• _Problem to work on_: A line below contains "recognized annotation tokens.", and a later one contains "is not copied.". Repeat both, with every line between them, exactly.

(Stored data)
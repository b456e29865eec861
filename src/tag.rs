//! Per-field annotations.
//!
//! An annotation is a comma-separated list of tokens attached to a composite field:
//!
//! | Token  | Directive                                                               |
//! |--------|-------------------------------------------------------------------------|
//! | `-`    | Ignore. The field is not on the wire: no bytes, no offset change.       |
//! | `skip` | Skip. The field's bytes are on the wire but are not copied.             |
//! | `BE`   | Force big-endian for the field and everything below it.                 |
//! | `LE`   | Force little-endian for the field and everything below it.              |
//!
//! `-` and `skip` end processing of the annotation, so they win over any order token, before or
//! after them. When both `BE` and `LE` appear, the last one wins. Empty tokens (`"BE,"`) are
//! no-ops. Tokens are matched exactly; `" BE"` is not `"BE"`.

use alloc::string::ToString;

use crate::error::{Error, Result};
use crate::order::ByteOrder;

/// The recognized annotation tokens.
pub mod tokens {
    /// Ignore the field.
    pub const IGNORE: &str = "-";
    /// Skip the field's bytes without copying.
    pub const SKIP: &str = "skip";
    /// Force big-endian.
    pub const BIG_ENDIAN: &str = "BE";
    /// Force little-endian.
    pub const LITTLE_ENDIAN: &str = "LE";
}

/// How unrecognized annotation tokens are handled.
#[derive(Copy, Clone, Eq, PartialEq, Hash, Debug, Default)]
pub enum TagPolicy {
    /// Unknown tokens are dropped.
    #[default]
    Permissive,
    /// Unknown tokens fail the call with [`Error::UnknownTag`].
    Strict,
}

/// What the codec does with one composite field.
#[derive(Copy, Clone, Eq, PartialEq, Hash, Debug, Default)]
pub enum FieldDirective {
    /// No directive; the ambient byte order applies.
    #[default]
    Inherit,
    /// The field does not exist on the wire.
    Ignore,
    /// The field occupies its full size on the wire, but is not copied.
    Skip,
    /// The field, and everything nested in it, uses this byte order.
    Order(ByteOrder),
}

impl FieldDirective {
    /// Parses an annotation. `None` means the field has no annotation.
    pub fn parse(tag: Option<&str>, policy: TagPolicy) -> Result<Self> {
        let Some(tag) = tag else {
            return Ok(Self::Inherit);
        };

        let mut directive = Self::Inherit;
        for token in tag.split(',') {
            match token {
                tokens::IGNORE => return Ok(Self::Ignore),
                tokens::SKIP => return Ok(Self::Skip),
                tokens::BIG_ENDIAN => directive = Self::Order(ByteOrder::Big),
                tokens::LITTLE_ENDIAN => directive = Self::Order(ByteOrder::Little),
                "" => {}
                _ => match policy {
                    TagPolicy::Permissive => {
                        tracing::debug!(token, tag, "ignoring unknown field annotation token");
                    }
                    TagPolicy::Strict => return Err(Error::UnknownTag(token.to_string())),
                },
            }
        }
        Ok(directive)
    }

    /// Parses an annotation, dropping unknown tokens.
    pub fn resolve(tag: Option<&str>) -> Self {
        // Only the strict policy can fail.
        Self::parse(tag, TagPolicy::Permissive).unwrap_or_default()
    }

    /// Returns the byte order to use for the field, given the ambient order.
    pub fn order_or(self, ambient: ByteOrder) -> ByteOrder {
        match self {
            Self::Order(order) => order,
            _ => ambient,
        }
    }
}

• _Answer space_:
/// The recognized annotation tokens.
pub mod tokens {
    /// Ignore the field.
    pub const IGNORE: &str = "-";
    /// Skip the field's bytes without copying.
    pub const SKIP: &str = "skip";
    /// Force big-endian.
    pub const BIG_ENDIAN: &str = "BE";
    /// Force little-endian.
    pub const LITTLE_ENDIAN: &str = "LE";
}

/// How unrecognized annotation tokens are handled.
#[derive(Copy, Clone, Eq, PartialEq, Hash, Debug, Default)]
pub enum TagPolicy {
    /// Unknown tokens are dropped.
    #[default]
    Permissive,
    /// Unknown tokens fail the call with [`Error::UnknownTag`].
    Strict,
}

/// What the codec does with one composite field.
#[derive(Copy, Clone, Eq, PartialEq, Hash, Debug, Default)]
pub enum FieldDirective {
    /// No directive; the ambient byte order applies.
    #[default]
    Inherit,
    /// The field does not exist on the wire.
    Ignore,
    /// The field occupies its full size on the wire, but is not copied.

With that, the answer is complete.